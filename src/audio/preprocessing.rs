//! # Audio Preprocessing Module
//!
//! Cleans up microphone frames before they are streamed to speech recognition.
//! The chain runs in a fixed order on each full frame:
//!
//! 1. **High-Pass Filter** - 4th-order Butterworth (two cascaded biquads) removes rumble below ~100Hz
//! 2. **Adaptive Noise Gate** - zeroes samples under `max(static, 3 × noise floor)`
//! 3. **Peak Normalization** - scales toward a target peak, capped by a maximum gain
//!
//! The only state carried between frames is the filter history and the noise floor estimate.

use crate::config::PreprocessingConfig;
use anyhow::Result;
use biquad::{Biquad, Coefficients, DirectForm2Transposed, ToHertz, Type};
use tracing::debug;

/// Q factors of the two second-order sections of a 4th-order Butterworth
const BUTTERWORTH_4_Q: [f32; 2] = [0.541_196_1, 1.306_563];

/// Adaptive noise gate.
///
/// The noise floor is an exponentially weighted mean of frame amplitudes,
/// updated only from frames that are themselves quiet (mean |x| < 2 × floor).
pub struct NoiseGate {
    static_threshold: f32,
    noise_floor: f32,
    alpha: f32,
}

impl NoiseGate {
    pub fn new(static_threshold: f32, initial_floor: f32, alpha: f32) -> Self {
        Self {
            static_threshold,
            noise_floor: initial_floor,
            alpha,
        }
    }

    pub fn noise_floor(&self) -> f32 {
        self.noise_floor
    }

    pub fn threshold(&self) -> f32 {
        self.static_threshold.max(self.noise_floor * 3.0)
    }

    pub fn process(&mut self, samples: &mut [f32]) {
        if samples.is_empty() {
            return;
        }
        let mean_abs = samples.iter().map(|s| s.abs()).sum::<f32>() / samples.len() as f32;
        if mean_abs < self.noise_floor * 2.0 {
            self.noise_floor = self.alpha * self.noise_floor + (1.0 - self.alpha) * mean_abs;
        }

        let threshold = self.threshold();
        for sample in samples.iter_mut() {
            if sample.abs() <= threshold {
                *sample = 0.0;
            }
        }
    }
}

/// Scales a frame toward `target_peak` without exceeding `max_gain`.
pub struct Normalizer {
    target_peak: f32,
    max_gain: f32,
    silence_peak: f32,
}

impl Normalizer {
    pub fn new(target_peak: f32, max_gain: f32, silence_peak: f32) -> Self {
        Self {
            target_peak,
            max_gain,
            silence_peak,
        }
    }

    /// Gain that would be applied for a given peak
    pub fn gain_for(&self, peak: f32) -> f32 {
        if peak > self.silence_peak {
            (self.target_peak / peak).min(self.max_gain)
        } else {
            1.0
        }
    }

    pub fn process(&self, samples: &mut [f32]) {
        let peak = samples.iter().fold(0.0f32, |m, s| m.max(s.abs()));
        let gain = self.gain_for(peak);
        if gain != 1.0 {
            for sample in samples.iter_mut() {
                *sample *= gain;
            }
        }
    }
}

/// Audio preprocessor: high-pass → noise gate → normalize.
pub struct AudioPreprocessor {
    highpass: [DirectForm2Transposed<f32>; 2],
    gate: NoiseGate,
    normalizer: Normalizer,
    highpass_cutoff_hz: f32,
}

impl AudioPreprocessor {
    /// # Errors
    /// Returns an error if filter coefficients cannot be calculated
    /// (cutoff at or above Nyquist).
    pub fn new(sample_rate: u32, config: &PreprocessingConfig) -> Result<Self> {
        let section = |q: f32| -> Result<DirectForm2Transposed<f32>> {
            let coeffs = Coefficients::<f32>::from_params(
                Type::HighPass,
                (sample_rate as f32).hz(),
                config.highpass_cutoff_hz.hz(),
                q,
            )
            .map_err(|e| anyhow::anyhow!("Failed to create high-pass filter coefficients: {:?}", e))?;
            Ok(DirectForm2Transposed::<f32>::new(coeffs))
        };

        let highpass = [section(BUTTERWORTH_4_Q[0])?, section(BUTTERWORTH_4_Q[1])?];

        debug!(
            "Preprocessor initialized: {}Hz sample rate, {}Hz highpass, gate {:.3}, target peak {:.2}",
            sample_rate, config.highpass_cutoff_hz, config.static_gate_threshold, config.target_peak
        );

        Ok(Self {
            highpass,
            gate: NoiseGate::new(
                config.static_gate_threshold,
                config.initial_noise_floor,
                config.noise_floor_alpha,
            ),
            normalizer: Normalizer::new(config.target_peak, config.max_gain, config.silence_peak),
            highpass_cutoff_hz: config.highpass_cutoff_hz,
        })
    }

    pub fn new_default() -> Result<Self> {
        Self::new(16000, &PreprocessingConfig::default())
    }

    pub fn highpass_cutoff_hz(&self) -> f32 {
        self.highpass_cutoff_hz
    }

    pub fn noise_floor(&self) -> f32 {
        self.gate.noise_floor()
    }

    /// Process a frame in-place. Shape is preserved.
    pub fn process(&mut self, samples: &mut [f32]) {
        if samples.is_empty() {
            return;
        }

        for sample in samples.iter_mut() {
            let mut y = *sample;
            for stage in self.highpass.iter_mut() {
                y = stage.run(y);
            }
            *sample = y;
        }

        self.gate.process(samples);
        self.normalizer.process(samples);
    }
}

#[cfg(test)]
mod tests {
    use super::*;
    use proptest::prelude::*;

    fn calculate_rms(samples: &[f32]) -> f32 {
        if samples.is_empty() {
            return 0.0;
        }
        let sum_sq: f32 = samples.iter().map(|x| x * x).sum();
        (sum_sq / samples.len() as f32).sqrt()
    }

    fn generate_sine(freq_hz: f32, sample_rate: u32, duration_samples: usize, amplitude: f32) -> Vec<f32> {
        (0..duration_samples)
            .map(|i| {
                let t = i as f32 / sample_rate as f32;
                amplitude * (2.0 * std::f32::consts::PI * freq_hz * t).sin()
            })
            .collect()
    }

    fn filter_only(pp: &mut AudioPreprocessor, samples: &mut [f32]) {
        for sample in samples.iter_mut() {
            let mut y = *sample;
            for stage in pp.highpass.iter_mut() {
                y = stage.run(y);
            }
            *sample = y;
        }
    }

    #[test]
    fn test_preprocessor_default() {
        let pp = AudioPreprocessor::new_default().unwrap();
        assert_eq!(pp.highpass_cutoff_hz(), 100.0);
        assert!((pp.noise_floor() - 0.01).abs() < 1e-9);
    }

    #[test]
    fn test_silent_frame_stays_zero() {
        let mut pp = AudioPreprocessor::new_default().unwrap();
        let mut frame = vec![0.0f32; 1600];
        pp.process(&mut frame);
        assert!(frame.iter().all(|s| *s == 0.0));
    }

    #[test]
    fn test_near_silent_frame_not_amplified() {
        let mut pp = AudioPreprocessor::new_default().unwrap();
        let mut frame = generate_sine(440.0, 16000, 1600, 0.0005);
        pp.process(&mut frame);
        // Below the gate threshold everything is zeroed
        assert!(frame.iter().all(|s| *s == 0.0));
    }

    #[test]
    fn test_highpass_attenuates_low_frequencies() {
        let mut pp = AudioPreprocessor::new_default().unwrap();
        let mut low = generate_sine(30.0, 16000, 3200, 0.5);
        let mut high = generate_sine(1000.0, 16000, 3200, 0.5);
        let low_before = calculate_rms(&low);
        let high_before = calculate_rms(&high);

        filter_only(&mut pp, &mut low);
        let mut pp = AudioPreprocessor::new_default().unwrap();
        filter_only(&mut pp, &mut high);

        let low_ratio = calculate_rms(&low[1600..]) / low_before;
        let high_ratio = calculate_rms(&high[1600..]) / high_before;
        assert!(low_ratio < 0.1, "30Hz should be attenuated, ratio: {}", low_ratio);
        assert!(high_ratio > 0.9, "1kHz should pass through, ratio: {}", high_ratio);
    }

    #[test]
    fn test_gate_zeroes_below_threshold() {
        let mut gate = NoiseGate::new(0.01, 0.01, 0.95);
        let mut frame = vec![0.005, -0.02, 0.5, -0.029, 0.031];
        gate.process(&mut frame);
        // Loud frame: floor untouched, threshold = max(0.01, 0.03)
        assert!((gate.noise_floor() - 0.01).abs() < 1e-9);
        assert_eq!(frame, vec![0.0, 0.0, 0.5, 0.0, 0.031]);
    }

    #[test]
    fn test_gate_floor_updates_only_on_quiet_frames() {
        let mut gate = NoiseGate::new(0.01, 0.01, 0.95);
        let mut quiet = vec![0.002f32; 100];
        gate.process(&mut quiet);
        let expected = 0.95 * 0.01 + 0.05 * 0.002;
        assert!((gate.noise_floor() - expected).abs() < 1e-6);

        let floor = gate.noise_floor();
        let mut loud = vec![0.5f32; 100];
        gate.process(&mut loud);
        assert_eq!(gate.noise_floor(), floor);
    }

    #[test]
    fn test_normalizer_gain_capped() {
        let n = Normalizer::new(0.8, 3.0, 0.001);
        assert!((n.gain_for(0.4) - 2.0).abs() < 1e-6);
        assert!((n.gain_for(0.1) - 3.0).abs() < 1e-6);
        assert!((n.gain_for(1.6) - 0.5).abs() < 1e-6);
        assert_eq!(n.gain_for(0.0005), 1.0);

        let mut frame = vec![0.2, -0.4, 0.1];
        n.process(&mut frame);
        assert!((frame[1] + 0.8).abs() < 1e-6);
    }

    #[test]
    fn test_empty_input() {
        let mut pp = AudioPreprocessor::new_default().unwrap();
        let mut empty: Vec<f32> = vec![];
        pp.process(&mut empty);
    }

    #[test]
    fn test_cutoff_above_nyquist_fails() {
        let config = PreprocessingConfig {
            highpass_cutoff_hz: 9000.0,
            ..Default::default()
        };
        assert!(AudioPreprocessor::new(16000, &config).is_err());
    }

    proptest! {
        #[test]
        fn prop_frame_shape_preserved_and_bounded(
            samples in proptest::collection::vec(-1.0f32..1.0, 1..2000)
        ) {
            let mut pp = AudioPreprocessor::new_default().unwrap();
            let mut output = samples.clone();
            pp.process(&mut output);

            prop_assert_eq!(output.len(), samples.len());
            for sample in &output {
                prop_assert!(sample.is_finite());
            }
            let peak = output.iter().fold(0.0f32, |m, s| m.max(s.abs()));
            prop_assert!(peak <= 0.8 + 1e-4, "peak {} above target", peak);
        }

        #[test]
        fn prop_normalized_peak_never_exceeds_target(
            amplitude in 0.3f32..1.0,
            freq in 300.0f32..4000.0
        ) {
            let mut pp = AudioPreprocessor::new_default().unwrap();
            let mut frame = generate_sine(freq, 16000, 1600, amplitude);
            pp.process(&mut frame);
            let peak = frame.iter().fold(0.0f32, |m, s| m.max(s.abs()));
            prop_assert!(peak <= 0.8 + 1e-4, "peak {} above target", peak);
        }
    }
}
....................
Exercise:
In the records above, which lines hold the string "PreprocessingConfig"? Copy each one.

Reply:
use crate::config::PreprocessingConfig;
    pub fn new(sample_rate: u32, config: &PreprocessingConfig) -> Result<Self> {
        Self::new(16000, &PreprocessingConfig::default())
        let config = PreprocessingConfig {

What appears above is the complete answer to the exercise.